By DOREEN VILLANUEVA
I like working in the ER—you meet idiots there. Real idiots, living proof of Darwin’s Theory of Evolution by Natural Selection. Idiots die early. They come on Sundays, soaked in adrenaline. That is until they decided to squeeze behind a truck’s blind spot. I understand motorcycle riders because I was one. And then there was Jose.
He lay there, with limbs that would make Hannibal Lecter drool, scraped to the bone, crimson, squirting with a hint of rust. His elaborate riding gear did not fend off the injuries. His gauntlet’s plastic armor was embedded in his knuckles. Removing its retention straps would break his left wrist. The ballistic mesh jacket, fused with his flesh wounds, was the only thing that kept his skin intact. His body was bruised like a war hero yet his face was that of a mannequin, an angel. His brain, oh his brain, all rationality gone within a second’s thrill.

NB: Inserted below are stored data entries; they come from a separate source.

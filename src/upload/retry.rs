//! Upload Retry Logic
//!
//! Transient transport failures are retried on a fixed backoff schedule.
//! Exhausting the schedule is fatal for the session.

use std::time::Duration;

use crate::upload::error::UploadError;

/// Default wait before each attempt, in seconds
pub const DEFAULT_RETRY_DELAYS_SECS: [u64; 5] = [0, 3, 5, 10, 20];

/// Retry configuration
#[derive(Debug, Clone, PartialEq, Eq)]
pub struct RetryConfig {
    /// Wait before attempt `n` is `delays[n]`; one attempt per entry
    pub delays: Vec<Duration>,
}

impl Default for RetryConfig {
    fn default() -> Self {
        Self::from_secs(&DEFAULT_RETRY_DELAYS_SECS)
    }
}

impl RetryConfig {
    /// Create a schedule from whole seconds
    pub fn from_secs(delays: &[u64]) -> Self {
        Self {
            delays: delays.iter().copied().map(Duration::from_secs).collect(),
        }
    }

    /// Total attempts allowed before a session gives up
    pub fn max_attempts(&self) -> usize {
        self.delays.len().max(1)
    }

    /// Wait before the given attempt, `None` once the schedule is exhausted
    pub fn delay_for(&self, attempt: usize) -> Option<Duration> {
        if attempt >= self.max_attempts() {
            return None;
        }
        Some(self.delays.get(attempt).copied().unwrap_or_default())
    }
}

/// Check if an error is retryable
pub fn is_retryable_error(error: &UploadError) -> bool {
    match error {
        // Transport errors are retryable
        UploadError::Transfer(_) => true,
        UploadError::Http(e) => !e.is_builder() && !e.is_decode(),
        // Local file errors, validation and control flow are not
        _ => false,
    }
}
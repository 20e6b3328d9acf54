//! Connectivity Monitor
//!
//! Tracks process-wide network reachability. Host integrations push
//! `online`/`offline` transitions through [`ConnectivityMonitor::set_network_status`];
//! the orchestrator subscribes and pauses or resumes sessions in bulk.
//!
//! [`ConnectivityMonitor::spawn_reachability_probe`] provides a heartbeat for
//! hosts without a native reachability signal: a TCP connect to the backend
//! every interval, `offline` after consecutive failures.

use std::sync::Arc;
use std::time::Duration;

use serde::{Deserialize, Serialize};
use tokio::net::TcpStream;
use tokio::sync::watch;
use tokio::task::JoinHandle;
use tracing::{debug, info, warn};

/// Consecutive probe failures before reporting offline
const PROBE_FAILURE_THRESHOLD: u32 = 2;

/// Per-probe connect timeout
const PROBE_TIMEOUT: Duration = Duration::from_secs(5);

/// Network reachability
#[derive(Debug, Clone, Copy, PartialEq, Eq, Serialize, Deserialize)]
#[serde(rename_all = "lowercase")]
pub enum NetworkStatus {
    Online,
    Offline,
}

pub struct ConnectivityMonitor {
    tx: watch::Sender<NetworkStatus>,
}

impl ConnectivityMonitor {
    /// Create a monitor that starts online
    pub fn new() -> Self {
        let (tx, _) = watch::channel(NetworkStatus::Online);
        Self { tx }
    }

    /// Record a reachability change; returns true if the status changed
    pub fn set_network_status(&self, online: bool) -> bool {
        let next = if online {
            NetworkStatus::Online
        } else {
            NetworkStatus::Offline
        };
        let changed = self.tx.send_if_modified(|current| {
            if *current == next {
                false
            } else {
                *current = next;
                true
            }
        });
        if changed {
            info!("Network status changed: {:?}", next);
        }
        changed
    }

    pub fn status(&self) -> NetworkStatus {
        *self.tx.borrow()
    }

    pub fn is_online(&self) -> bool {
        self.status() == NetworkStatus::Online
    }

    /// Receiver that wakes on every transition
    pub fn subscribe(&self) -> watch::Receiver<NetworkStatus> {
        self.tx.subscribe()
    }

    /// Heartbeat `addr` (host:port) every `interval` and report reachability
    pub fn spawn_reachability_probe(
        self: &Arc<Self>,
        addr: String,
        interval: Duration,
    ) -> JoinHandle<()> {
        let monitor = Arc::clone(self);
        tokio::spawn(async move {
            let mut ticker = tokio::time::interval(interval);
            ticker.set_missed_tick_behavior(tokio::time::MissedTickBehavior::Delay);
            let mut failures = 0u32;

            loop {
                ticker.tick().await;
                match tokio::time::timeout(PROBE_TIMEOUT, TcpStream::connect(&addr)).await {
                    Ok(Ok(_)) => {
                        if failures > 0 {
                            debug!("Reachability probe to {} recovered", addr);
                        }
                        failures = 0;
                        monitor.set_network_status(true);
                    }
                    Ok(Err(e)) => {
                        failures += 1;
                        warn!("Reachability probe to {} failed ({}): {}", addr, failures, e);
                    }
                    Err(_) => {
                        failures += 1;
                        warn!("Reachability probe to {} timed out ({})", addr, failures);
                    }
                }

                if failures >= PROBE_FAILURE_THRESHOLD {
                    monitor.set_network_status(false);
                }
            }
        })
    }
}

impl Default for ConnectivityMonitor {
    fn default() -> Self {
        Self::new()
    }
}

#[cfg(test)]
mod tests {
    use super::*;

    #[test]
    fn test_status_transitions() {
        let monitor = ConnectivityMonitor::new();
        assert!(monitor.is_online());

        assert!(monitor.set_network_status(false));
        assert_eq!(monitor.status(), NetworkStatus::Offline);

        // Repeated signal is not a transition
        assert!(!monitor.set_network_status(false));

        assert!(monitor.set_network_status(true));
        assert!(monitor.is_online());
    }

    #[tokio::test]
    async fn test_subscriber_sees_transition() {
        let monitor = ConnectivityMonitor::new();
        let mut rx = monitor.subscribe();

        monitor.set_network_status(false);
        rx.changed().await.unwrap();
        assert_eq!(*rx.borrow_and_update(), NetworkStatus::Offline);
    }

    #[tokio::test]
    async fn test_probe_reports_offline_and_recovery() {
        let listener = tokio::net::TcpListener::bind("127.0.0.1:0").await.unwrap();
        let addr = listener.local_addr().unwrap();
        // Nothing listens here once dropped
        drop(listener);

        let monitor = Arc::new(ConnectivityMonitor::new());
        let probe = monitor.spawn_reachability_probe(addr.to_string(), Duration::from_millis(10));

        let mut rx = monitor.subscribe();
        tokio::time::timeout(Duration::from_secs(5), rx.wait_for(|s| *s == NetworkStatus::Offline))
            .await
            .unwrap()
            .unwrap();

        let _listener = tokio::net::TcpListener::bind(addr).await.unwrap();
        tokio::time::timeout(Duration::from_secs(5), rx.wait_for(|s| *s == NetworkStatus::Online))
            .await
            .unwrap()
            .unwrap();

        probe.abort();
    }
}
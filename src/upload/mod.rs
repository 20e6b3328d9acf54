//! Upload orchestration module
//!
//! Admission control, backend handshake, resumable chunked transfer,
//! connectivity-aware pause/resume and completion reporting.

pub mod connectivity;
pub mod error;
pub mod events;
pub mod handshake;
pub mod notifier;
pub mod orchestrator;
pub mod retry;
pub mod session;
pub mod target;
pub mod transfer;
pub mod types;

#[cfg(test)]
pub(crate) mod testing;

pub use connectivity::{ConnectivityMonitor, NetworkStatus};
pub use error::UploadError;
pub use events::{UploadEvent, UploadEventEmitter};
pub use handshake::{HandshakeClient, HttpBackend, VideoBackend};
pub use notifier::CompletionNotifier;
pub use orchestrator::{Orchestrator, OrchestratorOptions};
pub use retry::{is_retryable_error, RetryConfig, DEFAULT_RETRY_DELAYS_SECS};
pub use session::{SessionHooks, SessionOutcome, TransferSession};
pub use target::{HttpUploadTarget, TransferMetadata, UploadTarget};
pub use transfer::{AdmissionController, SlotPermit, TransferControl};
pub use types::*;
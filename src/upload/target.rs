//! Resumable chunked upload target
//!
//! Speaks a tus-style protocol against `https://{hostname}/upload/`:
//! `HEAD` discovers the committed offset, `PATCH` appends one chunk and
//! answers with the new committed offset.

use std::time::Duration;

use async_trait::async_trait;
use base64::{engine::general_purpose::STANDARD, Engine as _};
use bytes::Bytes;
use reqwest::header::{HeaderMap, CONTENT_TYPE};
use reqwest::StatusCode;
use tracing::debug;

use crate::upload::error::UploadError;
use crate::upload::types::HandshakeResult;

const TUS_VERSION: &str = "1.0.0";
const OFFSET_CONTENT_TYPE: &str = "application/offset+octet-stream";

/// Per-file metadata sent alongside every request
#[derive(Debug, Clone, PartialEq, Eq)]
pub struct TransferMetadata {
    pub filename: String,
    pub filetype: String,
    /// Resumption fingerprint
    pub fingerprint: String,
    pub total_size: u64,
}

impl TransferMetadata {
    pub fn new(filename: &str, fingerprint: String, total_size: u64) -> Self {
        let filetype = mime_guess::from_path(filename)
            .first_or_octet_stream()
            .essence_str()
            .to_string();
        Self {
            filename: filename.to_string(),
            filetype,
            fingerprint,
            total_size,
        }
    }
}

/// Byte sink for one upload's chunks
#[async_trait]
pub trait UploadTarget: Send + Sync {
    /// Offset the server already committed for this upload, if it knows it
    async fn discover_offset(
        &self,
        credentials: &HandshakeResult,
        metadata: &TransferMetadata,
    ) -> Result<Option<u64>, UploadError>;

    /// Send `chunk` starting at `offset`; returns the new committed offset
    async fn send_chunk(
        &self,
        credentials: &HandshakeResult,
        metadata: &TransferMetadata,
        offset: u64,
        chunk: Bytes,
    ) -> Result<u64, UploadError>;
}

/// Encode the `Upload-Metadata` header: comma separated `key base64(value)` pairs
pub fn encode_metadata(credentials: &HandshakeResult, metadata: &TransferMetadata) -> String {
    [
        ("filename", metadata.filename.as_str()),
        ("filetype", metadata.filetype.as_str()),
        ("token", credentials.token.as_str()),
        ("clientId", credentials.client_id.as_str()),
        ("videoId", credentials.video_id.as_str()),
    ]
    .iter()
    .map(|(key, value)| format!("{} {}", key, STANDARD.encode(value)))
    .collect::<Vec<_>>()
    .join(",")
}

/// Read the `Upload-Offset` header
pub fn parse_offset_header(headers: &HeaderMap) -> Option<u64> {
    headers
        .get("Upload-Offset")
        .and_then(|v| v.to_str().ok())
        .and_then(|v| v.trim().parse().ok())
}

/// reqwest-based upload target
pub struct HttpUploadTarget {
    client: reqwest::Client,
    scheme: String,
}

impl HttpUploadTarget {
    pub fn new(timeout: Duration) -> Result<Self, UploadError> {
        let client = reqwest::Client::builder().timeout(timeout).build()?;
        Ok(Self {
            client,
            scheme: "https".to_string(),
        })
    }

    /// Use plain HTTP (local test servers)
    pub fn with_scheme(mut self, scheme: impl Into<String>) -> Self {
        self.scheme = scheme.into();
        self
    }

    fn upload_url(&self, credentials: &HandshakeResult) -> String {
        format!("{}://{}/upload/", self.scheme, credentials.hostname)
    }
}

#[async_trait]
impl UploadTarget for HttpUploadTarget {
    async fn discover_offset(
        &self,
        credentials: &HandshakeResult,
        metadata: &TransferMetadata,
    ) -> Result<Option<u64>, UploadError> {
        let response = self
            .client
            .head(self.upload_url(credentials))
            .header("Tus-Resumable", TUS_VERSION)
            .header("Upload-Metadata", encode_metadata(credentials, metadata))
            .send()
            .await?;

        match response.status() {
            StatusCode::NOT_FOUND | StatusCode::GONE => Ok(None),
            s if s.is_success() => {
                let offset = parse_offset_header(response.headers());
                debug!("Offset discovery for {}: {:?}", metadata.fingerprint, offset);
                Ok(offset)
            }
            s => Err(UploadError::from_status("offset discovery", s)),
        }
    }

    async fn send_chunk(
        &self,
        credentials: &HandshakeResult,
        metadata: &TransferMetadata,
        offset: u64,
        chunk: Bytes,
    ) -> Result<u64, UploadError> {
        let len = chunk.len() as u64;
        let response = self
            .client
            .patch(self.upload_url(credentials))
            .header("Tus-Resumable", TUS_VERSION)
            .header("Upload-Offset", offset)
            .header("Upload-Length", metadata.total_size)
            .header("Upload-Metadata", encode_metadata(credentials, metadata))
            .header(CONTENT_TYPE, OFFSET_CONTENT_TYPE)
            .body(chunk)
            .send()
            .await?;

        let status = response.status();
        if !status.is_success() {
            return Err(UploadError::from_status("chunk upload", status));
        }

        Ok(parse_offset_header(response.headers()).unwrap_or(offset + len))
    }
}
//! Transfer Session
//!
//! Owns the chunked, resumable byte transfer for exactly one upload item.
//! Each attempt starts with offset discovery, then sends fixed-size chunks
//! from the discovered offset. Transport failures are retried on the
//! [`RetryConfig`] schedule; the counter resets whenever a chunk lands.

use std::io::SeekFrom;
use std::path::PathBuf;
use std::sync::Arc;

use bytes::Bytes;
use tokio::io::{AsyncReadExt, AsyncSeekExt};
use tracing::{debug, info, warn};

use crate::upload::error::UploadError;
use crate::upload::retry::{is_retryable_error, RetryConfig};
use crate::upload::target::{TransferMetadata, UploadTarget};
use crate::upload::transfer::TransferControl;
use crate::upload::types::{HandshakeResult, UploadItem};

/// Callbacks a session uses to publish its progress
pub trait SessionHooks: Send + Sync {
    /// Session knows its starting offset and is about to send bytes.
    ///
    /// Returns false if the item no longer exists.
    fn on_start(&self, item_id: &str, offset: u64) -> bool;

    /// Server acknowledged bytes up to `acknowledged`
    fn on_progress(&self, item_id: &str, acknowledged: u64);
}

/// How a session ended
#[derive(Debug)]
pub enum SessionOutcome {
    /// Every byte acknowledged
    Completed,
    /// Pause signal raised; `started` tells whether bytes had begun moving
    Paused { started: bool },
    /// Item removed while the session ran
    Cancelled,
    /// Non-retryable error or schedule exhausted
    Failed(UploadError),
}

pub struct TransferSession {
    item_id: String,
    path: PathBuf,
    total_size: u64,
    metadata: TransferMetadata,
    credentials: HandshakeResult,
    control: Arc<TransferControl>,
    target: Arc<dyn UploadTarget>,
    retry: RetryConfig,
    chunk_size: usize,
}

impl TransferSession {
    pub fn new(
        item: &UploadItem,
        credentials: HandshakeResult,
        control: Arc<TransferControl>,
        target: Arc<dyn UploadTarget>,
        retry: RetryConfig,
        chunk_size: usize,
    ) -> Self {
        Self {
            item_id: item.id.clone(),
            path: item.path.clone(),
            total_size: item.total_size,
            metadata: TransferMetadata::new(&item.name, item.fingerprint(), item.total_size),
            credentials,
            control,
            target,
            retry,
            chunk_size: chunk_size.max(1),
        }
    }

    pub async fn run(&self, hooks: &dyn SessionHooks) -> SessionOutcome {
        let mut attempt = 0usize;
        let mut started = false;

        loop {
            let Some(delay) = self.retry.delay_for(attempt) else {
                // delay_for always covers attempt 0
                return SessionOutcome::Failed(UploadError::Transfer(
                    "retry schedule exhausted".to_string(),
                ));
            };

            if !delay.is_zero() {
                debug!("Upload {} backing off {:?}", self.item_id, delay);
                if let Err(e) = self.control.run(tokio::time::sleep(delay)).await {
                    return self.interrupted(e, started);
                }
            }

            info!(
                "Upload attempt {}/{} for {}",
                attempt + 1,
                self.retry.max_attempts(),
                self.item_id
            );

            let mut progressed = false;
            match self.attempt(hooks, &mut started, &mut progressed).await {
                Ok(()) => {
                    info!("Upload {} sent all {} bytes", self.item_id, self.total_size);
                    return SessionOutcome::Completed;
                }
                Err(e @ (UploadError::Paused | UploadError::Cancelled)) => {
                    return self.interrupted(e, started);
                }
                Err(e) if is_retryable_error(&e) => {
                    if progressed {
                        attempt = 0;
                    }
                    attempt += 1;
                    if attempt >= self.retry.max_attempts() {
                        warn!(
                            "Upload {} failed after {} attempts: {}",
                            self.item_id, attempt, e
                        );
                        return SessionOutcome::Failed(UploadError::Transfer(format!(
                            "failed after {} attempts: {}",
                            attempt, e
                        )));
                    }
                    warn!("Upload {} attempt failed, will retry: {}", self.item_id, e);
                }
                Err(e) => {
                    warn!("Upload {} failed with non-retryable error: {}", self.item_id, e);
                    return SessionOutcome::Failed(e);
                }
            }
        }
    }

    fn interrupted(&self, error: UploadError, started: bool) -> SessionOutcome {
        match error {
            UploadError::Cancelled => {
                info!("Upload {} cancelled", self.item_id);
                SessionOutcome::Cancelled
            }
            _ => {
                info!("Upload {} paused", self.item_id);
                SessionOutcome::Paused { started }
            }
        }
    }

    async fn attempt(
        &self,
        hooks: &dyn SessionHooks,
        started: &mut bool,
        progressed: &mut bool,
    ) -> Result<(), UploadError> {
        let discovered = self
            .control
            .run(
                self.target
                    .discover_offset(&self.credentials, &self.metadata),
            )
            .await??;

        let mut offset = match discovered {
            Some(o) if o <= self.total_size => o,
            Some(o) => {
                warn!(
                    "Server offset {} exceeds size {} for {}, restarting from 0",
                    o, self.total_size, self.item_id
                );
                0
            }
            None => 0,
        };

        if *started {
            hooks.on_progress(&self.item_id, offset);
        } else {
            self.control.check()?;
            if !hooks.on_start(&self.item_id, offset) {
                return Err(UploadError::Cancelled);
            }
            *started = true;
            if offset > 0 {
                info!("Resuming {} from offset {}", self.item_id, offset);
            }
        }

        if offset >= self.total_size {
            return Ok(());
        }

        let mut file = tokio::fs::File::open(&self.path).await?;

        while offset < self.total_size {
            let len = (self.total_size - offset).min(self.chunk_size as u64) as usize;
            let mut buffer = vec![0u8; len];
            file.seek(SeekFrom::Start(offset)).await?;
            file.read_exact(&mut buffer).await?;

            let acknowledged = self
                .control
                .run(self.target.send_chunk(
                    &self.credentials,
                    &self.metadata,
                    offset,
                    Bytes::from(buffer),
                ))
                .await??;

            if acknowledged <= offset || acknowledged > self.total_size {
                return Err(UploadError::Transfer(format!(
                    "target acknowledged offset {} for chunk at {}",
                    acknowledged, offset
                )));
            }

            offset = acknowledged;
            *progressed = true;
            hooks.on_progress(&self.item_id, offset);
        }

        Ok(())
    }
}

#[cfg(test)]
mod tests {
    use super::*;
    use crate::upload::testing::{write_video, FakeTarget};
    use crate::upload::types::NewUpload;
    use parking_lot::Mutex;

    #[derive(Default)]
    struct RecordingHooks {
        starts: Mutex<Vec<u64>>,
        progress: Mutex<Vec<u64>>,
    }

    impl SessionHooks for RecordingHooks {
        fn on_start(&self, _item_id: &str, offset: u64) -> bool {
            self.starts.lock().push(offset);
            true
        }

        fn on_progress(&self, _item_id: &str, acknowledged: u64) {
            self.progress.lock().push(acknowledged);
        }
    }

    fn credentials() -> HandshakeResult {
        HandshakeResult {
            client_id: "c1".into(),
            video_id: "v1".into(),
            hostname: "up.test".into(),
            token: "tok".into(),
        }
    }

    fn session(
        item: &UploadItem,
        target: Arc<FakeTarget>,
        retry: RetryConfig,
    ) -> (TransferSession, Arc<TransferControl>) {
        let control = Arc::new(TransferControl::new());
        let session = TransferSession::new(item, credentials(), control.clone(), target, retry, 4);
        (session, control)
    }

    fn item_for(path: &std::path::Path, name: &str, size: u64) -> UploadItem {
        UploadItem::new(NewUpload {
            path: path.to_path_buf(),
            name: name.to_string(),
            size,
            preview: None,
        })
    }

    #[tokio::test]
    async fn test_sends_all_chunks_in_order() {
        let dir = tempfile::tempdir().unwrap();
        let path = write_video(dir.path(), "a.mp4", b"0123456789");
        let item = item_for(&path, "a.mp4", 10);
        let target = Arc::new(FakeTarget::new());
        let hooks = RecordingHooks::default();

        let (session, _control) = session(&item, target.clone(), RetryConfig::default());
        assert!(matches!(session.run(&hooks).await, SessionOutcome::Completed));

        assert_eq!(*hooks.starts.lock(), vec![0]);
        assert_eq!(*hooks.progress.lock(), vec![4, 8, 10]);
        assert_eq!(target.received("a.mp4"), b"0123456789".to_vec());
    }

    #[tokio::test]
    async fn test_resumes_from_discovered_offset() {
        let dir = tempfile::tempdir().unwrap();
        let path = write_video(dir.path(), "b.mp4", b"abcdefghij");
        let item = item_for(&path, "b.mp4", 10);
        let target = Arc::new(FakeTarget::new());
        target.preload("b.mp4", b"abcdef");
        let hooks = RecordingHooks::default();

        let (session, _control) = session(&item, target.clone(), RetryConfig::default());
        assert!(matches!(session.run(&hooks).await, SessionOutcome::Completed));

        assert_eq!(*hooks.starts.lock(), vec![6]);
        assert_eq!(target.chunk_offsets("b.mp4"), vec![6]);
        assert_eq!(target.received("b.mp4"), b"abcdefghij".to_vec());
    }

    #[tokio::test(start_paused = true)]
    async fn test_retries_transient_failures() {
        let dir = tempfile::tempdir().unwrap();
        let path = write_video(dir.path(), "c.mp4", b"abcd");
        let item = item_for(&path, "c.mp4", 4);
        let target = Arc::new(FakeTarget::new());
        target.fail_next_sends(2);
        let hooks = RecordingHooks::default();

        let (session, _control) = session(&item, target.clone(), RetryConfig::default());
        let started_at = tokio::time::Instant::now();
        assert!(matches!(session.run(&hooks).await, SessionOutcome::Completed));

        // 0s + 3s + 5s of backoff before the third attempt
        assert!(started_at.elapsed() >= std::time::Duration::from_secs(8));
        assert_eq!(target.send_calls(), 3);
        assert_eq!(*hooks.starts.lock(), vec![0]);
    }

    #[tokio::test(start_paused = true)]
    async fn test_exhausted_schedule_fails() {
        let dir = tempfile::tempdir().unwrap();
        let path = write_video(dir.path(), "d.mp4", b"abcd");
        let item = item_for(&path, "d.mp4", 4);
        let target = Arc::new(FakeTarget::new());
        target.fail_all_sends(true);
        let hooks = RecordingHooks::default();

        let (session, _control) = session(&item, target.clone(), RetryConfig::default());
        match session.run(&hooks).await {
            SessionOutcome::Failed(UploadError::Transfer(msg)) => {
                assert!(msg.contains("5 attempts"))
            }
            other => panic!("Expected Failed outcome, got {:?}", other),
        }
        assert_eq!(target.send_calls(), 5);
    }

    #[tokio::test]
    async fn test_pause_interrupts_blocked_chunk() {
        let dir = tempfile::tempdir().unwrap();
        let path = write_video(dir.path(), "e.mp4", b"abcdefgh");
        let item = item_for(&path, "e.mp4", 8);
        let target = Arc::new(FakeTarget::gated());
        target.release(1);
        let hooks = Arc::new(RecordingHooks::default());

        let (session, control) = session(&item, target.clone(), RetryConfig::default());
        let task = {
            let hooks = hooks.clone();
            tokio::spawn(async move { session.run(hooks.as_ref()).await })
        };

        // First chunk lands, second blocks at the gate
        while hooks.progress.lock().is_empty() {
            tokio::task::yield_now().await;
        }
        control.pause();

        match task.await.unwrap() {
            SessionOutcome::Paused { started } => assert!(started),
            other => panic!("Expected Paused outcome, got {:?}", other),
        }
        assert_eq!(*hooks.progress.lock(), vec![4]);
        assert_eq!(target.committed("e.mp4"), Some(4));
    }

    #[tokio::test]
    async fn test_missing_file_is_not_retried() {
        let dir = tempfile::tempdir().unwrap();
        let item = item_for(&dir.path().join("gone.mp4"), "gone.mp4", 4);
        let target = Arc::new(FakeTarget::new());
        let hooks = RecordingHooks::default();

        let (session, _control) = session(&item, target, RetryConfig::default());
        assert!(matches!(
            session.run(&hooks).await,
            SessionOutcome::Failed(UploadError::Io(_))
        ));
    }
}
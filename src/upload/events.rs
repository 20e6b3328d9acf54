//! Upload Event System
//!
//! Progress and status transitions are published on a broadcast channel.
//! The display layer subscribes; the orchestrator never calls into it.

use serde::{Deserialize, Serialize};
use tokio::sync::broadcast;

use super::types::{PreviewHandle, UploadStatus};

/// Events buffered per subscriber before it starts lagging
const EVENT_CAPACITY: usize = 1024;

/// Upload event types emitted to subscribers
#[derive(Debug, Clone, PartialEq, Serialize, Deserialize)]
#[serde(tag = "type", rename_all = "camelCase")]
pub enum UploadEvent {
    /// Acknowledged bytes advanced (or were reset at session start)
    #[serde(rename_all = "camelCase")]
    Progress {
        id: String,
        uploaded_size: u64,
        total_size: u64,
    },
    /// Status changed along a state machine edge
    StatusChanged {
        id: String,
        status: UploadStatus,
        #[serde(skip_serializing_if = "Option::is_none")]
        error: Option<String>,
    },
    /// Item removed; the preview handle, if any, should be released
    Removed {
        id: String,
        #[serde(skip_serializing_if = "Option::is_none")]
        preview: Option<PreviewHandle>,
    },
}

impl UploadEvent {
    pub fn id(&self) -> &str {
        match self {
            UploadEvent::Progress { id, .. }
            | UploadEvent::StatusChanged { id, .. }
            | UploadEvent::Removed { id, .. } => id,
        }
    }
}

/// Event emitter for the upload orchestrator
#[derive(Clone)]
pub struct UploadEventEmitter {
    tx: broadcast::Sender<UploadEvent>,
}

impl UploadEventEmitter {
    pub fn new() -> Self {
        let (tx, _) = broadcast::channel(EVENT_CAPACITY);
        Self { tx }
    }

    /// Subscribe to every event emitted from now on
    pub fn subscribe(&self) -> broadcast::Receiver<UploadEvent> {
        self.tx.subscribe()
    }

    /// Emit an upload event; dropped silently when nobody listens
    pub fn emit(&self, event: UploadEvent) {
        let _ = self.tx.send(event);
    }

    pub fn emit_progress(&self, id: &str, uploaded_size: u64, total_size: u64) {
        self.emit(UploadEvent::Progress {
            id: id.to_string(),
            uploaded_size,
            total_size,
        });
    }

    pub fn emit_status_changed(&self, id: &str, status: UploadStatus, error: Option<String>) {
        self.emit(UploadEvent::StatusChanged {
            id: id.to_string(),
            status,
            error,
        });
    }

    pub fn emit_removed(&self, id: &str, preview: Option<PreviewHandle>) {
        self.emit(UploadEvent::Removed {
            id: id.to_string(),
            preview,
        });
    }

    pub fn subscriber_count(&self) -> usize {
        self.tx.receiver_count()
    }
}

impl Default for UploadEventEmitter {
    fn default() -> Self {
        Self::new()
    }
}

impl std::fmt::Debug for UploadEventEmitter {
    fn fmt(&self, f: &mut std::fmt::Formatter<'_>) -> std::fmt::Result {
        f.debug_struct("UploadEventEmitter")
            .field("subscribers", &self.tx.receiver_count())
            .finish()
    }
}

He would call for Sarah every time he woke. The doctor asked me, the only female nurse he could find, to calm him. He didn’t just hold my hand as some patients would. He clung to my neck sobbing. He wasn’t wailing in pain. He was apologizing. Somewhere between the painkiller-induced deliriums, he kept trying to get up, but he couldn’t budge. Only his neck would slightly move. Sarah, he said again. Get him to the X-ray, the doctor said. Our hospital didn’t have enough gurneys to transfer him so I carried him across the corridor. He wept, terrified. His tears soaked my hospital scrubs.
I soothed him until Sarah appeared. I let her hold him. He quieted in her arms. She stroked his fine back, with each movement a tear. He rested on her round stomach where, sleeping inside, was his child, yet another one of those who would be born without a father.